Commentary: People, politics, and participation: What can we learn from the Barents region?

Dr Ingrid A. Medby is a senior Lecturer in Political Geography at Oxford Brookes University. (Photo: TAI)
Dr Ingrid A. Medby is a senior Lecturer in Political Geography at Oxford Brookes University. (Photo: TAI)
"As images of American citizens storming Capitol Hill in the conviction that their rights, votes, and power have been “stolen”, this is more relevant than ever: Politics is nothing without the people", writes Ingrid A. Medby.
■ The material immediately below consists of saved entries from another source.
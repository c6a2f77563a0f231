//! Headless view controllers.
//!
//! Each controller is built with the backend handle, the [`ViewConfig`] and
//! a [`ScopeHandle`] of the view that owns it; the host keeps the form values
//! and list state and applies what the controller returns.
//!
//! [`ViewConfig`]: crate::config::ViewConfig
//! [`ScopeHandle`]: officehours_core::scope::ScopeHandle

use std::convert::Infallible;
use std::fmt::Display;

pub mod account;
pub mod allowed_students;
pub mod slot_board;
pub mod slot_form;

/// How one user action settled.
#[derive(Debug, Clone, PartialEq)]
pub enum Outcome<T, E = Infallible> {
    /// The server accepted the request.
    Done(T),
    /// Client-side validation failed; nothing was sent.
    Invalid(E),
    /// Transport failure or server-reported error, as banner text.
    Failed(String),
    /// A request from the same control was still in flight.
    Busy,
    /// The owning view closed before the response arrived.
    Discarded,
}

impl<T, E: Display> Outcome<T, E> {
    /// Inline banner text, if this outcome warrants one.
    pub fn banner(&self) -> Option<String> {
        match self {
            Outcome::Invalid(err) => Some(err.to_string()),
            Outcome::Failed(message) => Some(message.clone()),
            _ => None,
        }
    }
}

impl<T, E> Outcome<T, E> {
    pub fn is_done(&self) -> bool {
        matches!(self, Outcome::Done(_))
    }

    pub fn done(self) -> Option<T> {
        match self {
            Outcome::Done(value) => Some(value),
            _ => None,
        }
    }
}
Although many were likely glad to see the end of 2020, it took less than a week to remind us that challenges and conflicts do not evaporate with the smoke of fireworks (unfortunately).

Old divisions and new inequalities, old ideologies and new conspiracy theories offered a potent admixture in Washington D.C. on 6th January. From the other side of the Atlantic, many of us streamed the events online in horror:

How had it come to this, and how to respond?

Relations in the Arctic have fortunately not been touched to the same dramatic extent by the political turbulence of recent years. Although US Secretary of State Mike Pompeo’s speech at the Arctic Council Ministerial (and indeed recent tweets on the topic) certainly left their mark in the Arctic political community, the region has otherwise not grabbed many headlines.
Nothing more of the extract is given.